Then at 3:30 this morning, the police rang our doorbell. Once again, someone was going through cars on our street. Since our glove box was open, the officer wanted to know if anything had been stolen. "I don't know what it would be, it's all been stolen already, " I said.
  After I got back in bed, I couldn't fall back to sleep because I was thinking about something I hadn't really considered that the advisor had said. We would be fine until I turned 85 and we ran out of money. It had sounded pretty good, and I wasn't planning on living to 85 anyway. But what if do?

Sunday, August 17, 2014

Wired Magazine Says Complaining Is Not An Art

So apparently, my idea of dropping pastels and bon mots and working only in complaints is, according to Wired, just annoying. Which is in itself annoying, so here we are, full circle. Full, vicious circle.
In 1849, Thoreau wrote that  “Most men lead lives of quiet desperation and go to the grave with the song still in them.” Because I basically dropped out of high school to become a dishwasher, (fact check: I had to work several months before being promoted to dishwasher)  I've never read Thoreau except in quote form, so I don't know what song he's referring to. I get the desperation, though. This morning, I wanted to attach some papers to some other papers. I found boxes and boxes (and even more unboxed) staples and a staple remover. But even though we have several, no stapler. 
The only reason I'm even here blogging and trying to staple is because I've had to look away from the book I'm reading, A Constellation of Vital Phenomena. So much has happened that it's  impossible to believe in a happy ending. But because I'm so invested in the dwindling cast of characters, I know I'll go back and finish it soon. 
I did finish Elizabeth is Missing recently. Terrifying and heart breaking by turns, but also funny and engrossing. People faced with caring for parents suffering from dementia (and here I'm talking to you, Sarah) should probably read it.
Oh, and finally, if you live in Alaska, don't forget to vote on Tuesday or sooner. Unless you're planning on voting No. You can forget.

Sunday, August 10, 2014

And An Exaltation Of Larks

This is probably going to be mostly about Alaskan politics unless I can find the words to describe the last few days. I probably won't though, since yesterday was mostly given over to trying to remember the first name of the guy that owns the neighborhood gas station (Fred), and what I used to think about the Simpsons (transgressive). Today's challenge was to recall the name, Sammy Davis, Jr. I got a customer to help me with that by saying, "You know, the guy that sang 'Candyman'." And now I can't forget that execrable song.  Well, okay, that was the last few days.

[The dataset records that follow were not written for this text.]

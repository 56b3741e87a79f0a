//! In-memory coordinate reference system model.
//!
//! Every object here is an immutable value built once by the parser (or by a
//! caller) and compared structurally.

mod crs;
mod cs;
mod datum;

pub use crs::{
    CompoundCrs, CoordinateReferenceSystem, GeocentricCrs, GeographicCrs, ProjectedCrs,
    VerticalCrs,
};
pub use cs::{Axis, AxisDirection, CoordinateSystem};
pub use datum::{
    BursaWolfParameters, Ellipsoid, GeodeticDatum, PrimeMeridian, VerticalDatum,
    VerticalDatumType,
};

use std::fmt;

/// Opaque `(namespace, code)` reference into an external registry.
#[derive(Debug, Clone, PartialEq, Eq, Hash)]
pub struct Authority {
    pub namespace: String,
    pub code: String,
}

impl Authority {
    pub fn new(namespace: impl Into<String>, code: impl Into<String>) -> Self {
        Self {
            namespace: namespace.into(),
            code: code.into(),
        }
    }
}

impl fmt::Display for Authority {
    fn fmt(&self, f: &mut fmt::Formatter<'_>) -> fmt::Result {
        write!(f, "{}:{}", self.namespace, self.code)
    }
}
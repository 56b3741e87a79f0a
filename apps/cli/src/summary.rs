//! Object summaries printed by `meridian inspect`.

use meridian_units::{Unit, UnitDialect};
use meridian_wkt::referencing::CoordinateSystem;
use meridian_wkt::{CoordinateReferenceSystem, Formattable, ParsedObject};
use serde::Serialize;
use std::fmt;

#[derive(Debug, Serialize)]
pub struct AxisSummary {
    pub name: String,
    pub direction: &'static str,
    pub unit: String,
}

#[derive(Debug, Serialize)]
pub struct Summary {
    pub kind: &'static str,
    #[serde(skip_serializing_if = "Option::is_none")]
    pub name: Option<String>,
    #[serde(skip_serializing_if = "Option::is_none")]
    pub authority: Option<String>,
    #[serde(skip_serializing_if = "Option::is_none")]
    pub dimension: Option<usize>,
    #[serde(skip_serializing_if = "Option::is_none")]
    pub datum: Option<String>,
    #[serde(skip_serializing_if = "Option::is_none")]
    pub projection: Option<String>,
    #[serde(skip_serializing_if = "Option::is_none")]
    pub source_dimensions: Option<usize>,
    #[serde(skip_serializing_if = "Option::is_none")]
    pub target_dimensions: Option<usize>,
    #[serde(skip_serializing_if = "Vec::is_empty")]
    pub axes: Vec<AxisSummary>,
}

impl Summary {
    /// Summary of `object`; unit labels come from `dialect`.
    pub fn of(object: &ParsedObject, dialect: &UnitDialect) -> Self {
        let mut summary = Summary {
            kind: object.kind(),
            name: object.wkt_name().map(str::to_string),
            authority: object.wkt_authority().map(|a| a.to_string()),
            dimension: None,
            datum: None,
            projection: None,
            source_dimensions: None,
            target_dimensions: None,
            axes: Vec::new(),
        };
        match object {
            ParsedObject::Crs(crs) => {
                summary.dimension = Some(crs.dimension());
                summary.datum = datum_name(crs);
                if let CoordinateReferenceSystem::Projected(projected) = crs {
                    summary.projection = Some(projected.conversion().method().to_string());
                }
                summary.axes = axes(&crs.coordinate_system(), dialect);
            }
            ParsedObject::MathTransform(transform) => {
                summary.source_dimensions = Some(transform.source_dimensions());
                summary.target_dimensions = Some(transform.target_dimensions());
            }
            ParsedObject::Axis(axis) => {
                summary.axes = vec![AxisSummary {
                    name: axis.name().to_string(),
                    direction: axis.direction().name(),
                    unit: unit_label(axis.unit(), dialect),
                }];
            }
            _ => {}
        }
        summary
    }
}

fn datum_name(crs: &CoordinateReferenceSystem) -> Option<String> {
    match crs {
        CoordinateReferenceSystem::Vertical(vertical) => Some(vertical.datum().name().to_string()),
        CoordinateReferenceSystem::Compound(_) => None,
        other => other.geodetic_datum().map(|d| d.name().to_string()),
    }
}

fn axes(cs: &CoordinateSystem, dialect: &UnitDialect) -> Vec<AxisSummary> {
    cs.axes()
        .iter()
        .map(|axis| AxisSummary {
            name: axis.name().to_string(),
            direction: axis.direction().name(),
            unit: unit_label(axis.unit(), dialect),
        })
        .collect()
}

fn unit_label(unit: &Unit, dialect: &UnitDialect) -> String {
    match unit.name() {
        Some(name) => name.to_string(),
        None => dialect
            .find_label(unit)
            .map(str::to_string)
            .unwrap_or_else(|| unit.to_string()),
    }
}

impl fmt::Display for Summary {
    fn fmt(&self, f: &mut fmt::Formatter<'_>) -> fmt::Result {
        writeln!(f, "Kind: {}", self.kind)?;
        if let Some(name) = &self.name {
            writeln!(f, "Name: {}", name)?;
        }
        if let Some(authority) = &self.authority {
            writeln!(f, "Authority: {}", authority)?;
        }
        if let Some(dimension) = self.dimension {
            writeln!(f, "Dimension: {}", dimension)?;
        }
        if let Some(datum) = &self.datum {
            writeln!(f, "Datum: {}", datum)?;
        }
        if let Some(projection) = &self.projection {
            writeln!(f, "Projection: {}", projection)?;
        }
        if let (Some(source), Some(target)) = (self.source_dimensions, self.target_dimensions) {
            writeln!(f, "Dimensions: {} -> {}", source, target)?;
        }
        if !self.axes.is_empty() {
            writeln!(f, "Axes:")?;
            for axis in &self.axes {
                writeln!(f, "  {} ({}, {})", axis.name, axis.direction, axis.unit)?;
            }
        }
        Ok(())
    }
}

#[cfg(test)]
mod tests {
    use super::*;
    use meridian_units::Citation;
    use meridian_wkt::Parser;

    const UTM: &str = r#"PROJCS["WGS 84 / UTM zone 32N",
        GEOGCS["WGS 84",
            DATUM["WGS_1984", SPHEROID["WGS 84", 6378137, 298.257223563]],
            PRIMEM["Greenwich", 0],
            UNIT["degree", 0.0174532925199433]],
        PROJECTION["Transverse_Mercator"],
        PARAMETER["central_meridian", 9],
        PARAMETER["scale_factor", 0.9996],
        PARAMETER["false_easting", 500000],
        UNIT["metre", 1],
        AUTHORITY["EPSG", "32632"]]"#;

    #[test]
    fn projected_summary() {
        let object = Parser::default().parse_object(UTM).unwrap();
        let summary = Summary::of(&object, UnitDialect::get(Citation::Esri));
        assert_eq!(summary.kind, "projected CRS");
        assert_eq!(summary.authority.as_deref(), Some("EPSG:32632"));
        assert_eq!(summary.projection.as_deref(), Some("Transverse_Mercator"));
        assert_eq!(summary.datum.as_deref(), Some("WGS_1984"));
        assert_eq!(summary.axes.len(), 2);
        assert_eq!(summary.axes[0].unit, "Meter");

        let text = summary.to_string();
        assert!(text.contains("Projection: Transverse_Mercator"), "{text}");
        assert!(text.contains("  X (EAST, Meter)"), "{text}");
    }

    #[test]
    fn transform_summary_as_json() {
        let object = Parser::default()
            .parse_object(r#"PASSTHROUGH_MT[1, PARAM_MT["Affine"]]"#)
            .unwrap();
        let summary = Summary::of(&object, UnitDialect::get(Citation::Default));
        let json = serde_json::to_value(&summary).unwrap();
        assert_eq!(json["kind"], "math transform");
        assert_eq!(json["source_dimensions"], 3);
        assert!(json.get("axes").is_none());
        assert!(json.get("name").is_none());
    }
}
use approx::assert_relative_eq;
use meridian_units::{unit, Citation, Dimension, Unit, UnitDialect};

#[test]
fn esri_survey_foot_label_round_trips() {
    let esri = UnitDialect::get(Citation::Esri);
    let label = esri.label(&unit::US_SURVEY_FOOT).unwrap();
    assert_eq!(label, "Foot_US");
    assert_eq!(esri.parse(label).unwrap(), unit::US_SURVEY_FOOT);
}

#[test]
fn foot_us_is_esri_only() {
    assert!(UnitDialect::get(Citation::Default).lookup("Foot_US").is_none());
    assert!(UnitDialect::get(Citation::Epsg).lookup("Foot_US").is_none());
}

#[test]
fn temperature_labels_are_shared() {
    for citation in Citation::ALL {
        let dialect = UnitDialect::get(citation);
        assert_eq!(dialect.label(&unit::CELSIUS).unwrap(), "℃");
        assert_eq!(dialect.label(&unit::FAHRENHEIT).unwrap(), "℉");
    }
}

#[test]
fn dialects_pick_their_own_preferred_labels() {
    let cases = [
        (Citation::Default, "m", "degree"),
        (Citation::Epsg, "metre", "degree"),
        (Citation::Esri, "Meter", "Degree"),
    ];
    for (citation, metre, degree) in cases {
        let dialect = UnitDialect::get(citation);
        assert_eq!(dialect.label(&unit::METRE).unwrap(), metre);
        assert_eq!(dialect.label(&unit::DEGREE).unwrap(), degree);
    }
}

#[test]
fn customizing_a_copy_leaves_singletons_untouched() {
    let epsg = UnitDialect::get(Citation::Epsg);
    let custom = epsg
        .derive(Citation::Epsg)
        .label(&unit::METRE, "mètre")
        .unwrap()
        .build();
    assert_eq!(custom.label(&unit::METRE).unwrap(), "mètre");
    assert_eq!(epsg.label(&unit::METRE).unwrap(), "metre");
    assert_eq!(UnitDialect::get(Citation::Default).label(&unit::METRE).unwrap(), "m");
    assert_eq!(UnitDialect::get(Citation::Esri).label(&unit::METRE).unwrap(), "Meter");
}

#[test]
fn every_alias_resolves_to_its_unit() {
    for citation in Citation::ALL {
        let dialect = UnitDialect::get(citation);
        for (unit, _) in dialect.units() {
            for alias in dialect.aliases(unit) {
                assert_eq!(&dialect.parse(alias).unwrap(), unit, "{citation}: {alias}");
            }
        }
    }
}

#[test]
fn rounded_factor_finds_canonical_label() {
    let wkt_degree = Unit::new(Dimension::Angle, 0.0174532925199433);
    let dialect = UnitDialect::get(Citation::Epsg);
    assert_eq!(dialect.label(&wkt_degree).unwrap(), "degree");
}

#[test]
fn unmapped_unit_reports_dialect() {
    let furlong = Unit::new(Dimension::Length, 201.168);
    let err = UnitDialect::get(Citation::Esri).label(&furlong).unwrap_err();
    assert!(matches!(err, meridian_units::Error::Unmapped { .. }));
}

#[test]
fn by_name_accepts_ogc() {
    let d = UnitDialect::by_name("OGC").unwrap();
    assert_eq!(d.citation(), Citation::Default);
    assert!(UnitDialect::by_name("iau").is_err());
}

#[test]
fn survey_foot_conversion() {
    let m = unit::US_SURVEY_FOOT.convert(3937.0, &unit::METRE).unwrap();
    assert_relative_eq!(m, 1200.0, max_relative = 1e-12);
}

I  heard a report today that music with a heavy bass line makes people feel more powerful and more in charge of their lives. Based on our inability to stand up to oil companies, it would appear that Alaskans only listen to flutes, lutes and dog whistles. The messages being put out are infuriating in their inaccuracies and incessance. Spellcheck thinks that "incessance" isn't a word, but using oily logic, if I keep saying incessance long enough it will gradually become a word we all believe in without even thinking about incessance. 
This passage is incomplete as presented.